The Trouble with Beef

cattle

Climate change has emerged as a “hot topic” in recent Presidential elections. Green-leaning candidates leverage the increased frequency and severity of weather incidents as proof sources that our planet is becoming increasingly less healthy. Most promote “clean energy” and call for reduced emissions from motor vehicles. According to the National Center for Biotechnology Information (NCBI), they should also promote increased consumption of plant-based foods to reduce our impact on the environment.

The NCBI sounded alarm bells on the global livestock industry years ago. Here are some troublesome facts as presented in a report entitled Reducing the Environmental Impact of Dietary Choice:

  • Our global community uses 30% of its land to raise livestock. Deforestation to support animal habitats reduces biodiversity (on which human life depends) and negatively impacts freshwater supplies by increasing runoff.
  • We use 70% of our global agricultural land to produce livestock feed – typically corn, soybean meal, and grains. These crops consume millions of pounds of pesticide and billions of pounds of fertilizer.
  • It takes 11 times more fossil fuel and 100 times more water to produce protein from meat than an equivalent amount of vegetable-based protein.
  • Livestock accounts for 18% of total greenhouse emissions which include nitrous oxide, methane, carbon dioxide, and ammonia.
  • Livestock consume 8% of freshwater directly and thwart groundwater replenishment through soil compaction and degradation to the banks of waterways.
  • A vegan diet was determined to have the lowest environmental impact.

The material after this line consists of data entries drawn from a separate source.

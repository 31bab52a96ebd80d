use std::future::Future;

use uuid::Uuid;

use super::{make_audit, make_history, make_job, TestResult};
use crate::JobStorage;

use camber_core::JobStatus;

pub(super) async fn run_commit_tests<S, F, Fut>(factory: &F) -> Vec<TestResult>
where
    S: JobStorage,
    F: Fn() -> Fut,
    Fut: Future<Output = S>,
{
    vec![
        TestResult::from_result(
            "commit",
            "multi_record_commit_is_atomic",
            multi_record_commit_is_atomic(factory).await,
        ),
        TestResult::from_result(
            "commit",
            "multi_record_abort_discards_everything",
            multi_record_abort_discards_everything(factory).await,
        ),
    ]
}

/// A snapshot staging a job update plus history and audit appends commits
/// as a unit: afterwards all three records are visible.
async fn multi_record_commit_is_atomic<S, F, Fut>(factory: &F) -> Result<(), String>
where
    S: JobStorage,
    F: Fn() -> Fut,
    Fut: Future<Output = S>,
{
    let storage = factory().await;
    let workshop = Uuid::new_v4();
    let mut job = make_job(workshop);

    let mut snap = storage
        .begin_snapshot()
        .await
        .map_err(|e| format!("begin: {e}"))?;
    storage
        .insert_job(&mut snap, &job)
        .await
        .map_err(|e| format!("insert: {e}"))?;
    storage
        .commit_snapshot(snap)
        .await
        .map_err(|e| format!("commit insert: {e}"))?;

    // The shape of a transition: job write + history + audit in one snapshot.
    job.status = JobStatus::ContextVerified;
    let mut snap = storage
        .begin_snapshot()
        .await
        .map_err(|e| format!("begin 2: {e}"))?;
    storage
        .update_job(&mut snap, &job, 0)
        .await
        .map_err(|e| format!("update: {e}"))?;
    storage
        .insert_history(
            &mut snap,
            make_history(job.id, JobStatus::Created, JobStatus::ContextVerified),
        )
        .await
        .map_err(|e| format!("history: {e}"))?;
    storage
        .insert_audit(&mut snap, make_audit(workshop, job.id, "job.transition"))
        .await
        .map_err(|e| format!("audit: {e}"))?;
    storage
        .commit_snapshot(snap)
        .await
        .map_err(|e| format!("commit: {e}"))?;

    let versioned = storage
        .get_job(job.id)
        .await
        .map_err(|e| format!("get: {e}"))?;
    if versioned.job.status != JobStatus::ContextVerified {
        return Err(format!("job status not updated: {}", versioned.job.status));
    }
    if versioned.version != 1 {
        return Err(format!("expected version 1, got {}", versioned.version));
    }

    let history = storage
        .list_history(job.id)
        .await
        .map_err(|e| format!("list_history: {e}"))?;
    if history.len() != 1 {
        return Err(format!("expected 1 history entry, got {}", history.len()));
    }

    let audit = storage
        .list_audit(workshop, 0)
        .await
        .map_err(|e| format!("list_audit: {e}"))?;
    if audit.len() != 1 {
        return Err(format!("expected 1 audit entry, got {}", audit.len()));
    }
    Ok(())
}

/// Aborting the same multi-record snapshot leaves none of the three writes.
async fn multi_record_abort_discards_everything<S, F, Fut>(factory: &F) -> Result<(), String>
where
    S: JobStorage,
    F: Fn() -> Fut,
    Fut: Future<Output = S>,
{
    let storage = factory().await;
    let workshop = Uuid::new_v4();
    let mut job = make_job(workshop);

    let mut snap = storage
        .begin_snapshot()
        .await
        .map_err(|e| format!("begin: {e}"))?;
    storage
        .insert_job(&mut snap, &job)
        .await
        .map_err(|e| format!("insert: {e}"))?;
    storage
        .commit_snapshot(snap)
        .await
        .map_err(|e| format!("commit insert: {e}"))?;

    job.status = JobStatus::ContextVerified;
    let mut snap = storage
        .begin_snapshot()
        .await
        .map_err(|e| format!("begin 2: {e}"))?;
    storage
        .update_job(&mut snap, &job, 0)
        .await
        .map_err(|e| format!("update: {e}"))?;
    storage
        .insert_history(
            &mut snap,
            make_history(job.id, JobStatus::Created, JobStatus::ContextVerified),
        )
        .await
        .map_err(|e| format!("history: {e}"))?;
    storage
        .insert_audit(&mut snap, make_audit(workshop, job.id, "job.transition"))
        .await
        .map_err(|e| format!("audit: {e}"))?;
    storage
        .abort_snapshot(snap)
        .await
        .map_err(|e| format!("abort: {e}"))?;

    let versioned = storage
        .get_job(job.id)
        .await
        .map_err(|e| format!("get: {e}"))?;
    if versioned.job.status != JobStatus::Created {
        return Err("aborted job update was applied".to_string());
    }
    if versioned.version != 0 {
        return Err(format!("expected version 0, got {}", versioned.version));
    }
    let history = storage
        .list_history(job.id)
        .await
        .map_err(|e| format!("list_history: {e}"))?;
    if !history.is_empty() {
        return Err("aborted history entry survived".to_string());
    }
    let audit = storage
        .list_audit(workshop, 0)
        .await
        .map_err(|e| format!("list_audit: {e}"))?;
    if !audit.is_empty() {
        return Err("aborted audit entry survived".to_string());
    }
    Ok(())
}
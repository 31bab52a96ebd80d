//! Facade behavior: creation, listing, patching, and the audit coupling of
//! the non-status mutation paths.

mod common;

use uuid::Uuid;

use camber_core::{JobPatch, JobStatus, NewJob, Priority};
use camber_engine::ServiceError;
use camber_storage::{JobFilter, JobStorage};

use common::{advance, intake, service};

#[tokio::test]
async fn create_audits_and_reads_back() {
    let (service, storage) = service();
    let workshop = Uuid::new_v4();
    let actor = Uuid::new_v4();

    let job = service.create_job(workshop, intake(), actor).await.unwrap();
    assert_eq!(job.status, JobStatus::Created);
    assert_eq!(job.updated_by, Some(actor));

    let reread = service.get_job(job.id, workshop).await.unwrap();
    assert_eq!(reread, job);

    let audit = storage.list_audit(workshop, 0).await.unwrap();
    assert_eq!(audit.len(), 1);
    assert_eq!(audit[0].action, "job.create");
    assert_eq!(audit[0].entity_id, job.id);
    assert_eq!(audit[0].actor_id, Some(actor));
    assert!(audit[0].old_values.is_none());
    assert!(audit[0].new_values.is_some());
}

#[tokio::test]
async fn create_requires_a_registration_number() {
    let (service, _storage) = service();
    let err = service
        .create_job(Uuid::new_v4(), NewJob::default(), Uuid::new_v4())
        .await
        .unwrap_err();
    match err {
        ServiceError::RequirementsNotMet { unmet } => {
            assert_eq!(unmet[0].field, "registration_number");
        }
        other => panic!("expected RequirementsNotMet, got {other}"),
    }
}

#[tokio::test]
async fn list_filters_compose_and_totals_ignore_the_window() {
    let (service, _storage) = service();
    let workshop = Uuid::new_v4();
    let actor = Uuid::new_v4();
    let technician = Uuid::new_v4();

    for i in 0..4 {
        let mut input = intake();
        if i % 2 == 0 {
            input.priority = Some(Priority::High);
        }
        if i == 0 {
            input.assigned_technician_id = Some(technician);
        }
        service.create_job(workshop, input, actor).await.unwrap();
    }
    let moved = service.create_job(workshop, intake(), actor).await.unwrap();
    service
        .transition(moved.id, workshop, JobStatus::ContextVerified, actor, None)
        .await
        .unwrap();

    let (all, total) = service
        .list_jobs(workshop, &JobFilter::default(), 100, 0)
        .await
        .unwrap();
    assert_eq!(total, 5);
    assert_eq!(all.len(), 5);

    let (page, total) = service
        .list_jobs(workshop, &JobFilter::default(), 2, 0)
        .await
        .unwrap();
    assert_eq!(total, 5, "total counts matches outside the page");
    assert_eq!(page.len(), 2);

    let (high, _) = service
        .list_jobs(
            workshop,
            &JobFilter {
                priority: Some(Priority::High),
                ..JobFilter::default()
            },
            100,
            0,
        )
        .await
        .unwrap();
    assert_eq!(high.len(), 2);
    assert!(high.iter().all(|j| j.priority == Priority::High));

    let (assigned, _) = service
        .list_jobs(
            workshop,
            &JobFilter {
                technician_id: Some(technician),
                ..JobFilter::default()
            },
            100,
            0,
        )
        .await
        .unwrap();
    assert_eq!(assigned.len(), 1);

    let (verified, _) = service
        .list_jobs(
            workshop,
            &JobFilter {
                status: Some(JobStatus::ContextVerified),
                ..JobFilter::default()
            },
            100,
            0,
        )
        .await
        .unwrap();
    assert_eq!(verified.len(), 1);
    assert_eq!(verified[0].id, moved.id);

    // A different workshop sees an empty list.
    let (other, total) = service
        .list_jobs(Uuid::new_v4(), &JobFilter::default(), 100, 0)
        .await
        .unwrap();
    assert!(other.is_empty());
    assert_eq!(total, 0);
}

#[tokio::test]
async fn patch_writes_the_allow_listed_fields_and_audits_the_diff() {
    let (service, storage) = service();
    let workshop = Uuid::new_v4();
    let actor = Uuid::new_v4();
    let job = service.create_job(workshop, intake(), actor).await.unwrap();

    let editor = Uuid::new_v4();
    let updated = service
        .update_job_fields(
            job.id,
            workshop,
            &JobPatch {
                customer_phone: Some("+91-98765-43210".to_string()),
                priority: Some(Priority::Critical),
                ..JobPatch::default()
            },
            editor,
        )
        .await
        .unwrap();
    assert_eq!(updated.customer_phone.as_deref(), Some("+91-98765-43210"));
    assert_eq!(updated.priority, Priority::Critical);
    assert_eq!(updated.updated_by, Some(editor));
    // The patch path cannot move state.
    assert_eq!(updated.status, JobStatus::Created);

    let audit = storage.list_audit(workshop, 0).await.unwrap();
    let entry = audit.iter().find(|e| e.action == "job.update").unwrap();
    let old = entry.old_values.as_ref().unwrap();
    let new = entry.new_values.as_ref().unwrap();
    // Snapshots carry exactly the changed fields.
    assert_eq!(old.get("priority"), Some(&serde_json::json!("NORMAL")));
    assert_eq!(new.get("priority"), Some(&serde_json::json!("CRITICAL")));
    assert!(old.get("status").is_none());
    assert!(new.get("customer_phone").is_some());
}

#[tokio::test]
async fn empty_patch_is_a_no_op() {
    let (service, storage) = service();
    let workshop = Uuid::new_v4();
    let actor = Uuid::new_v4();
    let job = service.create_job(workshop, intake(), actor).await.unwrap();

    let unchanged = service
        .update_job_fields(job.id, workshop, &JobPatch::default(), actor)
        .await
        .unwrap();
    assert_eq!(unchanged, job);

    let audit = storage.list_audit(workshop, 0).await.unwrap();
    assert!(audit.iter().all(|e| e.action != "job.update"));
}

#[tokio::test]
async fn patching_is_tenant_guarded() {
    let (service, _storage) = service();
    let workshop = Uuid::new_v4();
    let actor = Uuid::new_v4();
    let job = service.create_job(workshop, intake(), actor).await.unwrap();

    assert!(matches!(
        service
            .update_job_fields(
                job.id,
                Uuid::new_v4(),
                &JobPatch {
                    priority: Some(Priority::Low),
                    ..JobPatch::default()
                },
                actor,
            )
            .await,
        Err(ServiceError::NotFound)
    ));
}

#[tokio::test]
async fn valid_transitions_reports_current_and_allowed() {
    let (service, _storage) = service();
    let workshop = Uuid::new_v4();
    let actor = Uuid::new_v4();
    let job = service.create_job(workshop, intake(), actor).await.unwrap();

    let valid = service.get_valid_transitions(job.id, workshop).await.unwrap();
    assert_eq!(valid.current, JobStatus::Created);
    assert_eq!(valid.allowed_targets, vec![JobStatus::ContextVerified]);

    advance(&service, &job, actor, JobStatus::CustomerApproval).await;
    let valid = service.get_valid_transitions(job.id, workshop).await.unwrap();
    assert_eq!(valid.current, JobStatus::CustomerApproval);
    assert_eq!(
        valid.allowed_targets,
        vec![
            JobStatus::InProgress,
            JobStatus::ConcernRaised,
            JobStatus::Created
        ]
    );
}

#[tokio::test]
async fn unknown_job_reads_as_not_found() {
    let (service, _storage) = service();
    assert!(matches!(
        service.get_job(Uuid::new_v4(), Uuid::new_v4()).await,
        Err(ServiceError::NotFound)
    ));
}
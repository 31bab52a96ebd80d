//! Application state and rate limiting.

use std::collections::HashMap;
use std::net::IpAddr;
use std::time::Instant;

use tokio::sync::Mutex;

use camber_engine::JobService;
use camber_storage::MemoryStorage;

use super::RATE_LIMIT_WINDOW_SECS;

/// In-memory per-IP rate limiter over a fixed window.
pub(crate) struct RateLimiter {
    windows: Mutex<HashMap<IpAddr, Window>>,
    max_requests: u64,
}

struct Window {
    started_at: Instant,
    requests: u64,
}

impl RateLimiter {
    pub(crate) fn new(max_requests: u64) -> Self {
        Self {
            windows: Mutex::new(HashMap::new()),
            max_requests,
        }
    }

    /// Count a request from `ip` against its current window.
    /// Err carries the seconds until the window resets.
    pub(crate) async fn check(&self, ip: IpAddr) -> Result<(), u64> {
        let mut windows = self.windows.lock().await;
        let now = Instant::now();
        let window = windows.entry(ip).or_insert(Window {
            started_at: now,
            requests: 0,
        });

        let elapsed = now.duration_since(window.started_at).as_secs();
        if elapsed >= RATE_LIMIT_WINDOW_SECS {
            window.started_at = now;
            window.requests = 0;
        }

        window.requests += 1;
        if window.requests > self.max_requests {
            Err(RATE_LIMIT_WINDOW_SECS.saturating_sub(elapsed))
        } else {
            Ok(())
        }
    }
}

/// Application state shared across request handlers.
pub(crate) struct AppState {
    /// The job service over the server's storage backend.
    pub(crate) service: JobService<MemoryStorage>,
    /// Per-IP rate limiter.
    pub(crate) rate_limiter: RateLimiter,
    /// Optional staff API key. None = no auth required.
    pub(crate) api_key: Option<String>,
}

The Environmental Working Group’ report entitled Meat Eater’s Guide to Climate Change and Health doubled down on the environmental perils of meat consumption:

  • Lamb, beef, and cheese production generates the highest emissions. (Since beef produces milk and cheese, we need to cut back on those products as well as steaks, ribs, ground beef, et al.)
  • Beef generates more than twice the emissions of pork, nearly four times that of chicken, and more than 13 times that of vegetable proteins such as beans, lentils, and tofu.
  • In the U.S. alone, livestock generated three times the amount of manure (waste) as humans. While in theory it could be used as fertilizer, in practice it tends to simply pile up and pollute.
  • As of 2009, confined feeding operations have been responsible for damaging water supplies associated with 34,000 miles of rivers and 216,000 acres of lakes and reservoirs. (No doubt today’s figures would be even more eye-popping!)
  • Slaughterhouses dump vast quantities of pollutants into our waterways which contaminate our drinking water, kill fish, and create “dead zones.”
  • Widespread use of antibiotics on livestock promotes the development of resistant strains that threaten human life. Antibiotics prove necessary to minimize disease in overcrowded spaces. (As a side benefit, they promote growth, thereby improving profit margins.)
  • If everyone in the United States ate no cheese or meat once a week over the course of a year, it would have the equivalent impact of taking 7.6 million cars off the road.

Even though these findings call for us to reduce meat eating drastically, our dietary patterns are moving in the opposite direction. The NCBI reports that worldwide meat consumption tripled between 1971 and 2010 during which our population grew by only eighty-one percent.

If we take environmental scientists at their word, we cannot sustain our current eating habits. They exacerbate global warming, needlessly contribute to the degradation of the environment, and deplete nonrenewable resources. Given the eminent threat of food and water shortages, it makes no sense to stay this course.

When it costs so little, why not take the plunge and shift some or all the daily menu to more environmentally sensitive choices?